Enfin, si l’opus le plus marquant de leur période rock indus est certainement Pandemonium (1994), mon coup de cœur (et peut-être celui de la bande que je préfère) est pour… Killing Joke (2003), du même nom que leur tout premier LP. Un son résolument métal, une grosse production, et des morceaux tellement cohérents qu’il est difficile d’en sortir un plus qu’un autre (bon allez, je dirais tout de même The Death & Resurrection Show, Asteroid ou encore Loose Cannon).
À la batterie, on retrouve un certain Dave Grohl, qui avait déjà repris Requiem avec les Foo Fighters.

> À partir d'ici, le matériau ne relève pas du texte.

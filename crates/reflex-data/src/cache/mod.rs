// Copyright 2025 eraflo
//
// Licensed under the Apache License, Version 2.0 (the "License");
// you may not use this file except in compliance with the License.
// You may obtain a copy of the License at
//
//     http://www.apache.org/licenses/LICENSE-2.0
//
// Unless required by applicable law or agreed to in writing, software
// distributed under the License is distributed on an "AS IS" BASIS,
// WITHOUT WARRANTIES OR CONDITIONS OF ANY KIND, either express or implied.
// See the License for the specific language governing permissions and
// limitations under the License.

//! Byte-budgeted image cache with priority + recency eviction.
//!
//! When the resident byte count exceeds the budget, entries are ordered by
//! `(priority ascending, last access ascending)` and the first third of that
//! ordering is evicted in one pass. The byte count always equals the sum of
//! the resident entries' sizes; every mutation re-checks this in debug builds.

use image::DynamicImage;
use serde::{Deserialize, Serialize};
use std::collections::HashMap;
use std::sync::{Arc, Mutex};
use std::time::Instant;

/// Default cache budget: 50 MB.
pub const DEFAULT_MAX_CACHE_BYTES: usize = 50 * 1024 * 1024;

/// An image cache shared between the resource manager and the view layer.
pub type SharedImageCache = Arc<Mutex<ImageCache>>;

/// Eviction priority of a cache entry. Lower priorities are evicted first.
#[derive(
    Debug, Clone, Copy, PartialEq, Eq, Hash, Default, Serialize, Deserialize, PartialOrd, Ord,
)]
#[serde(rename_all = "lowercase")]
pub enum ImagePriority {
    /// Decorative or easily re-fetched images.
    Low,
    /// Ordinary content.
    #[default]
    Normal,
    /// Images the UI cannot do without (e.g. the current avatar).
    High,
}

/// A decoded image held by the cache. Cloning is cheap.
#[derive(Debug, Clone)]
pub struct CachedImage(Arc<DynamicImage>);

impl CachedImage {
    /// The decoded image.
    pub fn image(&self) -> &DynamicImage {
        &self.0
    }

    /// Number of bytes the decoded pixels occupy.
    pub fn size_bytes(&self) -> usize {
        self.0.as_bytes().len()
    }
}

impl From<DynamicImage> for CachedImage {
    fn from(image: DynamicImage) -> Self {
        Self(Arc::new(image))
    }
}

impl From<Arc<DynamicImage>> for CachedImage {
    fn from(image: Arc<DynamicImage>) -> Self {
        Self(image)
    }
}

#[derive(Debug)]
struct CacheEntry {
    image: CachedImage,
    size_bytes: usize,
    priority: ImagePriority,
    last_accessed: Instant,
    /// Tie-breaker for entries touched within the same clock tick.
    access_seq: u64,
}

/// Configuration for the [`ImageCache`].
#[derive(Debug, Clone, Copy)]
pub struct CacheConfig {
    /// Byte budget above which a cleanup pass runs.
    pub max_bytes: usize,
}

impl Default for CacheConfig {
    fn default() -> Self {
        Self {
            max_bytes: DEFAULT_MAX_CACHE_BYTES,
        }
    }
}

/// Statistics about cache usage.
#[derive(Debug, Clone, Copy, Default, PartialEq)]
pub struct CacheStats {
    /// Number of resident entries.
    pub entry_count: usize,
    /// Bytes held by resident entries.
    pub size_bytes: usize,
    /// Configured budget.
    pub max_bytes: usize,
    /// Lookups that found an entry.
    pub hits: u64,
    /// Lookups that found nothing.
    pub misses: u64,
    /// Entries removed by budget or pressure cleanup.
    pub evictions: u64,
}

impl CacheStats {
    /// Calculate the cache hit rate (0.0 to 1.0)
    pub fn hit_rate(&self) -> f64 {
        let total = self.hits + self.misses;
        if total == 0 {
            0.0
        } else {
            self.hits as f64 / total as f64
        }
    }
}

/// Byte-budgeted cache of decoded images.
#[derive(Debug, Default)]
pub struct ImageCache {
    entries: HashMap<String, CacheEntry>,
    current_size_bytes: usize,
    config: CacheConfig,
    next_seq: u64,
    hits: u64,
    misses: u64,
    evictions: u64,
}

impl ImageCache {
    /// Creates an empty cache with the given budget.
    pub fn new(config: CacheConfig) -> Self {
        Self {
            config,
            ..Default::default()
        }
    }

    /// Wraps the cache for sharing with the resource manager.
    pub fn into_shared(self) -> SharedImageCache {
        Arc::new(Mutex::new(self))
    }

    /// Inserts or replaces the image stored under `key`, then enforces the budget.
    pub fn cache_image(
        &mut self,
        key: impl Into<String>,
        image: impl Into<CachedImage>,
        priority: ImagePriority,
    ) {
        let image = image.into();
        let size_bytes = image.size_bytes();
        let entry = CacheEntry {
            image,
            size_bytes,
            priority,
            last_accessed: Instant::now(),
            access_seq: self.bump_seq(),
        };

        let previous = self.entries.insert(key.into(), entry);
        let previous_size = previous.map_or(0, |entry| entry.size_bytes);
        self.current_size_bytes = self.current_size_bytes - previous_size + size_bytes;
        self.check_invariants();

        self.cleanup_if_needed();
    }

    /// Returns the image stored under `key` and marks it as recently used.
    pub fn get_image(&mut self, key: &str) -> Option<CachedImage> {
        let seq = self.bump_seq();
        match self.entries.get_mut(key) {
            Some(entry) => {
                entry.last_accessed = Instant::now();
                entry.access_seq = seq;
                self.hits += 1;
                Some(entry.image.clone())
            }
            None => {
                self.misses += 1;
                None
            }
        }
    }

    /// Removes the entry stored under `key`, if any.
    pub fn remove(&mut self, key: &str) -> Option<CachedImage> {
        let entry = self.entries.remove(key)?;
        self.current_size_bytes -= entry.size_bytes;
        self.check_invariants();
        Some(entry.image)
    }

    /// Evicts the lowest-ranked third of the entries if the budget is exceeded.
    ///
    /// At least one entry is evicted per pass. Returns the number evicted.
    pub fn cleanup_if_needed(&mut self) -> usize {
        if self.current_size_bytes <= self.config.max_bytes {
            return 0;
        }

        let mut ranked: Vec<(ImagePriority, Instant, u64, String)> = self
            .entries
            .iter()
            .map(|(key, entry)| {
                (
                    entry.priority,
                    entry.last_accessed,
                    entry.access_seq,
                    key.clone(),
                )
            })
            .collect();
        ranked.sort();

        let evict_count = (ranked.len() / 3).max(1);
        let before = self.current_size_bytes;
        for (_, _, _, key) in ranked.into_iter().take(evict_count) {
            self.evict(&key);
        }

        log::debug!(
            "ImageCache over budget ({} > {} bytes): evicted {} entries, now {} bytes.",
            before,
            self.config.max_bytes,
            evict_count,
            self.current_size_bytes
        );
        evict_count
    }

    /// Removes every entry tagged [`ImagePriority::Low`]. Returns the number removed.
    pub fn clear_low_priority_images(&mut self) -> usize {
        let keys: Vec<String> = self
            .entries
            .iter()
            .filter(|(_, entry)| entry.priority == ImagePriority::Low)
            .map(|(key, _)| key.clone())
            .collect();

        for key in &keys {
            self.evict(key);
        }
        if !keys.is_empty() {
            log::debug!("ImageCache: cleared {} low-priority images.", keys.len());
        }
        keys.len()
    }

    /// Empties the cache. Returns the number of entries removed.
    pub fn clear_all(&mut self) -> usize {
        let removed = self.entries.len();
        self.evictions += removed as u64;
        self.entries.clear();
        self.current_size_bytes = 0;
        self.check_invariants();
        if removed > 0 {
            log::debug!("ImageCache: cleared all {} images.", removed);
        }
        removed
    }

    /// Bytes held by resident entries.
    pub fn current_size_bytes(&self) -> usize {
        self.current_size_bytes
    }

    /// Number of resident entries.
    pub fn len(&self) -> usize {
        self.entries.len()
    }

    /// Returns `true` if the cache holds no entries.
    pub fn is_empty(&self) -> bool {
        self.entries.is_empty()
    }

    /// Returns `true` if an entry is stored under `key`. Does not touch recency.
    pub fn contains(&self, key: &str) -> bool {
        self.entries.contains_key(key)
    }

    /// The configured byte budget.
    pub fn max_bytes(&self) -> usize {
        self.config.max_bytes
    }

    /// Returns the cache's counters.
    pub fn stats(&self) -> CacheStats {
        CacheStats {
            entry_count: self.entries.len(),
            size_bytes: self.current_size_bytes,
            max_bytes: self.config.max_bytes,
            hits: self.hits,
            misses: self.misses,
            evictions: self.evictions,
        }
    }

    fn evict(&mut self, key: &str) {
        if let Some(entry) = self.entries.remove(key) {
            self.current_size_bytes -= entry.size_bytes;
            self.evictions += 1;
        }
        self.check_invariants();
    }

    fn bump_seq(&mut self) -> u64 {
        self.next_seq += 1;
        self.next_seq
    }

    fn check_invariants(&self) {
        debug_assert_eq!(
            self.current_size_bytes,
            self.entries.values().map(|entry| entry.size_bytes).sum::<usize>(),
            "cache byte count drifted from resident entries"
        );
    }
}

#[cfg(test)]
mod tests {
    use super::*;

    const MB: usize = 1024 * 1024;

    /// A single-row grayscale image occupying exactly `bytes` bytes.
    fn image_of(bytes: usize) -> DynamicImage {
        DynamicImage::new_luma8(bytes as u32, 1)
    }

    #[test]
    fn test_size_matches_decoded_bytes() {
        let image = CachedImage::from(DynamicImage::new_rgba8(8, 4));
        assert_eq!(image.size_bytes(), 8 * 4 * 4);
    }

    #[test]
    fn test_replacing_an_entry_adjusts_size() {
        let mut cache = ImageCache::new(CacheConfig::default());
        cache.cache_image("avatar", image_of(1000), ImagePriority::Normal);
        cache.cache_image("banner", image_of(500), ImagePriority::Normal);
        assert_eq!(cache.current_size_bytes(), 1500);

        cache.cache_image("avatar", image_of(200), ImagePriority::High);
        assert_eq!(cache.current_size_bytes(), 700);
        assert_eq!(cache.len(), 2);
    }

    #[test]
    fn test_get_image_hits_and_misses() {
        let mut cache = ImageCache::new(CacheConfig::default());
        cache.cache_image("a", image_of(10), ImagePriority::Normal);

        assert!(cache.get_image("a").is_some());
        assert!(cache.get_image("missing").is_none());
        let stats = cache.stats();
        assert_eq!(stats.hits, 1);
        assert_eq!(stats.misses, 1);
        assert!((stats.hit_rate() - 0.5).abs() < f64::EPSILON);
    }

    #[test]
    fn test_clear_low_priority_images_empties_low_entries() {
        let mut cache = ImageCache::new(CacheConfig { max_bytes: 100 * MB });
        cache.cache_image("a", image_of(10 * MB), ImagePriority::Low);
        cache.cache_image("b", image_of(20 * MB), ImagePriority::Low);
        cache.cache_image("c", image_of(30 * MB), ImagePriority::Low);
        assert_eq!(cache.current_size_bytes(), 60 * MB);

        assert_eq!(cache.clear_low_priority_images(), 3);
        assert!(cache.is_empty());
        assert_eq!(cache.current_size_bytes(), 0);
    }

    #[test]
    fn test_clear_low_priority_keeps_other_priorities() {
        let mut cache = ImageCache::new(CacheConfig::default());
        cache.cache_image("low", image_of(10), ImagePriority::Low);
        cache.cache_image("normal", image_of(20), ImagePriority::Normal);
        cache.cache_image("high", image_of(30), ImagePriority::High);

        assert_eq!(cache.clear_low_priority_images(), 1);
        assert!(!cache.contains("low"));
        assert_eq!(cache.current_size_bytes(), 50);
    }

    #[test]
    fn test_over_budget_evicts_lowest_third() {
        let mut cache = ImageCache::new(CacheConfig { max_bytes: 1000 });
        // Six entries, 100 bytes each: exactly at budget after the sixth.
        cache.cache_image("high-old", image_of(100), ImagePriority::High);
        cache.cache_image("normal-old", image_of(100), ImagePriority::Normal);
        cache.cache_image("low-old", image_of(100), ImagePriority::Low);
        cache.cache_image("normal-new", image_of(100), ImagePriority::Normal);
        cache.cache_image("low-new", image_of(100), ImagePriority::Low);
        cache.cache_image("high-new", image_of(100), ImagePriority::High);
        assert_eq!(cache.len(), 6);

        // Touch the oldest low entry so it ranks after the newer one.
        assert!(cache.get_image("low-old").is_some());

        // 1100 bytes > 1000: ranks low-new, low-old, normal-old, ... and
        // evicts the first third of seven entries (two).
        cache.cache_image("big", image_of(500), ImagePriority::Normal);
        assert!(!cache.contains("low-new"));
        assert!(!cache.contains("low-old"));
        assert!(cache.contains("normal-old"));
        assert!(cache.contains("big"));
        assert_eq!(cache.current_size_bytes(), 900);
        assert_eq!(cache.stats().evictions, 2);
    }

    #[test]
    fn test_single_oversized_entry_is_evicted() {
        let mut cache = ImageCache::new(CacheConfig { max_bytes: 100 });
        cache.cache_image("huge", image_of(101), ImagePriority::High);
        assert!(cache.is_empty());
        assert_eq!(cache.current_size_bytes(), 0);
    }

    #[test]
    fn test_size_accounting_survives_mixed_operations() {
        let mut cache = ImageCache::new(CacheConfig { max_bytes: 4096 });
        let priorities = [ImagePriority::Low, ImagePriority::Normal, ImagePriority::High];

        for step in 0..300usize {
            let key = format!("img-{}", step % 23);
            match step % 5 {
                0 | 1 | 2 => cache.cache_image(
                    key,
                    image_of(64 + (step * 37) % 700),
                    priorities[step % 3],
                ),
                3 => {
                    cache.get_image(&key);
                }
                _ => {
                    cache.remove(&key);
                }
            }
            if step % 97 == 0 {
                cache.clear_low_priority_images();
            }

            let resident: usize = cache
                .entries
                .values()
                .map(|entry| entry.size_bytes)
                .sum();
            assert_eq!(cache.current_size_bytes(), resident);
        }

        cache.clear_all();
        assert_eq!(cache.current_size_bytes(), 0);
    }
}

Visiblement, l’affaire de plagiat autour d’Eighties et Come as You Are n’aura pas créé de rancœur.
Pour finir, j’ai eu la chance de les voir en concert en 2018 à Genève, pour leurs quarante années d’existence. Une set list consistante et un son de qualité, la légendaire nonchalance de Walker et la présence scénique de Coleman auront rendu l’expérience des plus agréables.
À noter que ce n’est pas le premier décès qui touche le groupe. Paul Raven, bassiste qui a beaucoup compté dans l’histoire de Killing Joke, est lui décédé d’une attaque cardiaque en 2007 à l’âge de 46 ans. Il était également passé par Ministry ou Prong.